Film About a Father Who , by Lynne Sachs. United States, 2020. 74′. YOU
A kaleidoscopic portrait filmed between 1984 and 2019 in multiple formats – Super 8, 16mm, VHS and HD – in which Lynne Sachs delves into the controversial figure of her father, Ira Sachs Sr., a bon vivant from Utah, extravagant appearance, hotel industry entrepreneur, manipulator, selfish and charismatic seducer, who led a life full of secrets, had nine children (among them is also the filmmaker Ira Sachs Jr.) with five women, some of whom remained hidden for the rest of the family for years. The film reflects on the life of this man and how his decisions affected the whole family, and is also a suggestive study of the passage of time both in form and substance.

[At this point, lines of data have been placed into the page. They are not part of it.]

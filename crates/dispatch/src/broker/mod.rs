//! Device arbitration broker.
//!
//! Maps this node's ranks onto devices and owns, for every device, two named
//! inter-process primitives: one serializing COMPUTE operations and one
//! serializing TRANSFER operations. The two are independent, so a rank may
//! compute on a device while another transfers to it.

pub mod assignment;
pub mod ipc_lock;
pub mod registry;

use std::path::Path;
use std::time::{Duration, Instant};

use sgpu_core::{NodeConfig, SharingPolicy, SyncError};

use crate::operation::{OpCategory, Primitive};

pub use assignment::{shared_device, static_device, static_table};
pub use ipc_lock::{NamedLock, NamedLockGuard};
pub use registry::{Member, ShareRegistry};

#[derive(Debug)]
struct DevicePrimitives {
    compute: NamedLock,
    transfer: NamedLock,
}

impl DevicePrimitives {
    fn create(dir: &Path, namespace: &str, device: usize) -> Result<Self, SyncError> {
        Ok(Self {
            compute: NamedLock::create(dir, &primitive_name(namespace, device, Primitive::Compute))?,
            transfer: NamedLock::create(dir, &primitive_name(namespace, device, Primitive::Transfer))?,
        })
    }

    fn get(&self, primitive: Primitive) -> &NamedLock {
        match primitive {
            Primitive::Compute => &self.compute,
            Primitive::Transfer => &self.transfer,
        }
    }
}

/// Name of the primitive guarding `primitive` work on `device`.
pub fn primitive_name(namespace: &str, device: usize, primitive: Primitive) -> String {
    format!("{namespace}-gpu{device}-{primitive}")
}

/// Per-rank view of the node's device arbitration.
#[derive(Debug)]
pub struct Broker {
    rank: usize,
    device: usize,
    ranks_per_node: usize,
    policy: SharingPolicy,
    primitives: Vec<DevicePrimitives>,
    registry: Option<ShareRegistry>,
}

impl Broker {
    /// Build the rank → device assignment and open every device's primitives.
    ///
    /// On failure, primitives opened so far are closed before returning.
    pub fn initialize(rank: usize, config: &NodeConfig) -> Result<Self, SyncError> {
        let dir = config.lock_dir.as_path();
        std::fs::create_dir_all(dir).map_err(|source| SyncError::LockDir {
            path: dir.to_path_buf(),
            source,
        })?;

        let primitives = (0..config.device_count)
            .map(|device| DevicePrimitives::create(dir, &config.lock_namespace, device))
            .collect::<Result<Vec<_>, _>>()?;

        let (device, registry) = match config.policy {
            SharingPolicy::Static(partition) => (
                static_device(rank, config.ranks_per_node, config.device_count, partition),
                None,
            ),
            SharingPolicy::Shared(tie_break) => {
                let registry = ShareRegistry::open(dir, &config.lock_namespace)?;
                let device =
                    registry.join(rank, config.ranks_per_node, config.device_count, tie_break)?;
                (device, Some(registry))
            }
        };

        tracing::info!(
            rank,
            device,
            devices = config.device_count,
            policy = %config.policy,
            "device arbitration initialized"
        );

        Ok(Self {
            rank,
            device,
            ranks_per_node: config.ranks_per_node,
            policy: config.policy,
            primitives,
            registry,
        })
    }

    pub fn rank(&self) -> usize {
        self.rank
    }

    /// Device this rank submits streams to.
    pub fn current_device(&self) -> usize {
        self.device
    }

    pub fn device_count(&self) -> usize {
        self.primitives.len()
    }

    pub fn policy(&self) -> SharingPolicy {
        self.policy
    }

    /// Device assigned to `rank`, as far as this node knows.
    ///
    /// Static policies answer for any local rank; shared policies answer for
    /// ranks currently in the registry.
    pub fn device_for(&self, rank: usize) -> Result<Option<usize>, SyncError> {
        match self.policy {
            SharingPolicy::Static(partition) => {
                if rank >= self.ranks_per_node {
                    return Ok(None);
                }
                Ok(Some(static_device(
                    rank,
                    self.ranks_per_node,
                    self.device_count(),
                    partition,
                )))
            }
            SharingPolicy::Shared(_) => {
                let Some(registry) = &self.registry else {
                    return Ok(None);
                };
                Ok(registry
                    .members()?
                    .into_iter()
                    .find(|m| m.rank == rank)
                    .map(|m| m.device))
            }
        }
    }

    /// Block until `primitive` of `device` is free, then hold it.
    pub fn acquire(&self, device: usize, primitive: Primitive) -> Result<BrokerGuard<'_>, SyncError> {
        let lock = self.lock_for(device, primitive)?;
        let start = Instant::now();
        let guard = lock.acquire()?;
        let waited = start.elapsed();
        tracing::trace!(rank = self.rank, device, %primitive, ?waited, "primitive acquired");
        Ok(BrokerGuard {
            device,
            primitive,
            waited,
            _guard: guard,
        })
    }

    /// Hold `primitive` of `device` only if it is free right now.
    pub fn try_acquire(
        &self,
        device: usize,
        primitive: Primitive,
    ) -> Result<Option<BrokerGuard<'_>>, SyncError> {
        let lock = self.lock_for(device, primitive)?;
        Ok(lock.try_acquire()?.map(|guard| BrokerGuard {
            device,
            primitive,
            waited: Duration::ZERO,
            _guard: guard,
        }))
    }

    /// Acquire whatever primitive an operation of `category` needs, if any.
    pub fn acquire_for(
        &self,
        device: usize,
        category: OpCategory,
    ) -> Result<Option<BrokerGuard<'_>>, SyncError> {
        category
            .primitive()
            .map(|p| self.acquire(device, p))
            .transpose()
    }

    fn lock_for(&self, device: usize, primitive: Primitive) -> Result<&NamedLock, SyncError> {
        self.primitives
            .get(device)
            .map(|p| p.get(primitive))
            .ok_or(SyncError::UnknownDevice {
                device,
                device_count: self.primitives.len(),
            })
    }
}

impl Drop for Broker {
    fn drop(&mut self) {
        if let Some(registry) = &self.registry {
            if let Err(e) = registry.leave(self.rank) {
                tracing::warn!(rank = self.rank, error = %e, "failed to leave share registry");
            }
        }
    }
}

/// A held device primitive. Dropping it (or calling
/// [`release`](Self::release)) frees it for other ranks.
#[derive(Debug)]
pub struct BrokerGuard<'a> {
    device: usize,
    primitive: Primitive,
    waited: Duration,
    _guard: NamedLockGuard<'a>,
}

impl BrokerGuard<'_> {
    pub fn device(&self) -> usize {
        self.device
    }

    pub fn primitive(&self) -> Primitive {
        self.primitive
    }

    /// How long acquisition blocked.
    pub fn waited(&self) -> Duration {
        self.waited
    }

    pub fn release(self) {}
}

#[cfg(test)]
mod tests;
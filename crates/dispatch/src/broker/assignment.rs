//! Rank → device assignment rules.

use sgpu_core::{ShareTieBreak, StaticPartition};

/// Device of `rank` under a static partition.
///
/// A pure function of its arguments: the same inputs give the same device on
/// every run. `device_count` must be non-zero.
pub fn static_device(
    rank: usize,
    ranks_per_node: usize,
    device_count: usize,
    partition: StaticPartition,
) -> usize {
    match partition {
        StaticPartition::RoundRobin => rank % device_count,
        StaticPartition::Block => {
            let ranks = ranks_per_node.max(1);
            (rank * device_count / ranks).min(device_count - 1)
        }
    }
}

/// Full rank → device table for a static partition.
pub fn static_table(
    ranks_per_node: usize,
    device_count: usize,
    partition: StaticPartition,
) -> Vec<usize> {
    (0..ranks_per_node)
        .map(|rank| static_device(rank, ranks_per_node, device_count, partition))
        .collect()
}

/// Device a joining rank gets, given how many ranks each device already has.
pub fn shared_device(loads: &[usize], ranks_per_node: usize, tie_break: ShareTieBreak) -> usize {
    let least_loaded = || {
        loads
            .iter()
            .enumerate()
            .min_by_key(|(idx, load)| (**load, *idx))
            .map(|(idx, _)| idx)
            .unwrap_or(0)
    };
    match tie_break {
        ShareTieBreak::LeastLoaded => least_loaded(),
        ShareTieBreak::Packed => {
            let cap = ranks_per_node.div_ceil(loads.len().max(1)).max(1);
            loads
                .iter()
                .position(|&load| load < cap)
                .unwrap_or_else(least_loaded)
        }
    }
}
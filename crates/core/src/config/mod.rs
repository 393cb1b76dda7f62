mod loading;
mod types;


pub use loading::ENV_PREFIX;
pub use types::{NodeConfig, ShareTieBreak, SharingPolicy, StaticPartition};

/// Recognised configuration keys.
pub mod keys {
    pub const MPI_TASKS_PER_NODE: &str = "MPI_TASKS_PER_NODE";
    pub const NUM_GPU: &str = "NUM_GPU";
    pub const USE_SHARED: &str = "USE_SHARED";
    pub const USE_GPU_BLAS: &str = "USE_GPU_BLAS";
    pub const USE_GPU_CONV: &str = "USE_GPU_CONV";
    pub const GPU_CPUS_AFF_PREFIX: &str = "GPU_CPUS_AFF_";
    pub const STATIC_PARTITION: &str = "STATIC_PARTITION";
    pub const SHARE_TIE_BREAK: &str = "SHARE_TIE_BREAK";
    pub const LOCK_DIR: &str = "LOCK_DIR";
    pub const LOCK_NAMESPACE: &str = "LOCK_NAMESPACE";
    pub const DISPATCH_THREADS: &str = "DISPATCH_THREADS";

    const FIXED: &[&str] = &[
        MPI_TASKS_PER_NODE,
        NUM_GPU,
        USE_SHARED,
        USE_GPU_BLAS,
        USE_GPU_CONV,
        STATIC_PARTITION,
        SHARE_TIE_BREAK,
        LOCK_DIR,
        LOCK_NAMESPACE,
        DISPATCH_THREADS,
    ];

    pub(crate) fn is_known(key: &str) -> bool {
        FIXED.contains(&key) || key.starts_with(GPU_CPUS_AFF_PREFIX)
    }
}
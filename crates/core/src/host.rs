//! Host identity used to tag hardware diagnostics.

/// Name of the machine this process runs on.
///
/// Falls back to `$HOSTNAME`, then to `"unknown-host"`.
pub fn host_identity() -> String {
    hostname_from_libc()
        .or_else(|| std::env::var("HOSTNAME").ok().filter(|s| !s.is_empty()))
        .unwrap_or_else(|| "unknown-host".to_string())
}

#[cfg(unix)]
fn hostname_from_libc() -> Option<String> {
    let mut buf = [0u8; 256];
    // SAFETY: the buffer is valid for `buf.len()` bytes and gethostname
    // writes at most that many.
    let rc = unsafe { libc::gethostname(buf.as_mut_ptr().cast(), buf.len()) };
    if rc != 0 {
        return None;
    }
    let end = buf.iter().position(|&b| b == 0).unwrap_or(buf.len());
    let name = String::from_utf8_lossy(&buf[..end]).trim().to_string();
    if name.is_empty() { None } else { Some(name) }
}

#[cfg(not(unix))]
fn hostname_from_libc() -> Option<String> {
    None
}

Lynne Sachs (USA, 1961) is a filmmaker, poet and artist based in New York. She received a BA in History with a minor in Art from Brown University (Providence). Her first contact with the world of cinema was in 1985 through the prestigious Flaherty seminar in New York. Later, she moved to San Francisco, where she made her first experiments in celluloid and began collaborating with filmmakers such as Bruce Conner, George Kuchar, Barbara Hammer, Craig Baldwin, Ernie Gehr and Gunvor Nelson. In 1989 she directed her first film De Ella Sermons and Sacred Pictures. Since then, she has developed a long career with more than 30 works and titles such as Investigation of a Flame (2003); The Small Ones (2007); orYour Day Is My Night (2013), with which he has participated in numerous festivals such as Sundance, NYFF, BAFICI, Sheffield Doc, Oberhausen or Tribeca.
*Filmmaker Lynne Sachs presents the film on both screening days.
*Covid Protocol:
Please pay attention to the instructions of the staff of La Casa Encendida when entering or leaving the space.
The use of the mask is mandatory at all times.
We appreciate you making use of the hydroalcoholic gel located at the entrance of the center.
* La Casa Encendida, a safe space . We appreciate that you carefully read the sanitary measures adopted before attending the activity.